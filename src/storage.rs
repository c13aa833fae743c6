//! Feed storage
//!
//! Writes named artifacts into the storage directory shared with the site
//! build. Writes go through a temporary file in the same directory and a
//! rename, so readers never see a partial file.

use crate::error::AppResult;
use sha2::{Digest, Sha256};
use std::io::Write;
use std::path::{Path, PathBuf};
use tempfile::NamedTempFile;
use tracing::{debug, info};

/// Name of the feed artifact
pub const FEED_ARTIFACT: &str = "ffs.json";

#[derive(Debug, Clone, PartialEq, Eq)]
pub enum PutOutcome {
    Written { path: PathBuf, digest: String },
    /// Existing artifact already had identical content
    Unchanged { path: PathBuf, digest: String },
}

pub struct FeedStorage {
    dir: PathBuf,
}

impl FeedStorage {
    pub fn new(dir: impl Into<PathBuf>) -> Self {
        Self { dir: dir.into() }
    }

    pub fn path_of(&self, name: &str) -> PathBuf {
        self.dir.join(name)
    }

    /// Store `contents` under `name`, replacing any previous version
    pub fn put(&self, name: &str, contents: &[u8]) -> AppResult<PutOutcome> {
        std::fs::create_dir_all(&self.dir)?;
        let path = self.path_of(name);
        let digest = sha256_hex(contents);

        if let Some(existing) = existing_digest(&path)? {
            if existing == digest {
                debug!("{} unchanged (sha256 {})", path.display(), digest);
                return Ok(PutOutcome::Unchanged { path, digest });
            }
        }

        let mut tmp = NamedTempFile::new_in(&self.dir)?;
        tmp.write_all(contents)?;
        tmp.as_file().sync_all()?;
        tmp.persist(&path).map_err(|e| e.error)?;

        info!(
            "Wrote {} ({} bytes, sha256 {})",
            path.display(),
            contents.len(),
            digest
        );
        Ok(PutOutcome::Written { path, digest })
    }
}

fn existing_digest(path: &Path) -> AppResult<Option<String>> {
    match std::fs::read(path) {
        Ok(bytes) => Ok(Some(sha256_hex(&bytes))),
        Err(e) if e.kind() == std::io::ErrorKind::NotFound => Ok(None),
        Err(e) => Err(e.into()),
    }
}

fn sha256_hex(bytes: &[u8]) -> String {
    let mut hasher = Sha256::new();
    hasher.update(bytes);
    format!("{:x}", hasher.finalize())
}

Assignment: Exactly as shown, output all of the material above.

Solution to the problem:
filename src/storage.rs
repository c13aa833fae743c6
//! Feed storage
//!
//! Writes named artifacts into the storage directory shared with the site
//! build. Writes go through a temporary file in the same directory and a
//! rename, so readers never see a partial file.

use crate::error::AppResult;
use sha2::{Digest, Sha256};
use std::io::Write;
use std::path::{Path, PathBuf};
use tempfile::NamedTempFile;
use tracing::{debug, info};

/// Name of the feed artifact
pub const FEED_ARTIFACT: &str = "ffs.json";

#[derive(Debug, Clone, PartialEq, Eq)]
pub enum PutOutcome {
    Written { path: PathBuf, digest: String },
    /// Existing artifact already had identical content
    Unchanged { path: PathBuf, digest: String },
}

pub struct FeedStorage {
    dir: PathBuf,
}

impl FeedStorage {
    pub fn new(dir: impl Into<PathBuf>) -> Self {
        Self { dir: dir.into() }
    }

    pub fn path_of(&self, name: &str) -> PathBuf {
        self.dir.join(name)
    }

    /// Store `contents` under `name`, replacing any previous version
    pub fn put(&self, name: &str, contents: &[u8]) -> AppResult<PutOutcome> {
        std::fs::create_dir_all(&self.dir)?;
        let path = self.path_of(name);
        let digest = sha256_hex(contents);

        if let Some(existing) = existing_digest(&path)? {
            if existing == digest {
                debug!("{} unchanged (sha256 {})", path.display(), digest);
                return Ok(PutOutcome::Unchanged { path, digest });
            }
        }

        let mut tmp = NamedTempFile::new_in(&self.dir)?;
        tmp.write_all(contents)?;
        tmp.as_file().sync_all()?;
        tmp.persist(&path).map_err(|e| e.error)?;

        info!(
            "Wrote {} ({} bytes, sha256 {})",
            path.display(),
            contents.len(),
            digest
        );
        Ok(PutOutcome::Written { path, digest })
    }
}

fn existing_digest(path: &Path) -> AppResult<Option<String>> {
    match std::fs::read(path) {
        Ok(bytes) => Ok(Some(sha256_hex(&bytes))),
        Err(e) if e.kind() == std::io::ErrorKind::NotFound => Ok(None),
        Err(e) => Err(e.into()),
    }
}

fn sha256_hex(bytes: &[u8]) -> String {
    let mut hasher = Sha256::new();
    hasher.update(bytes);
    format!("{:x}", hasher.finalize())
}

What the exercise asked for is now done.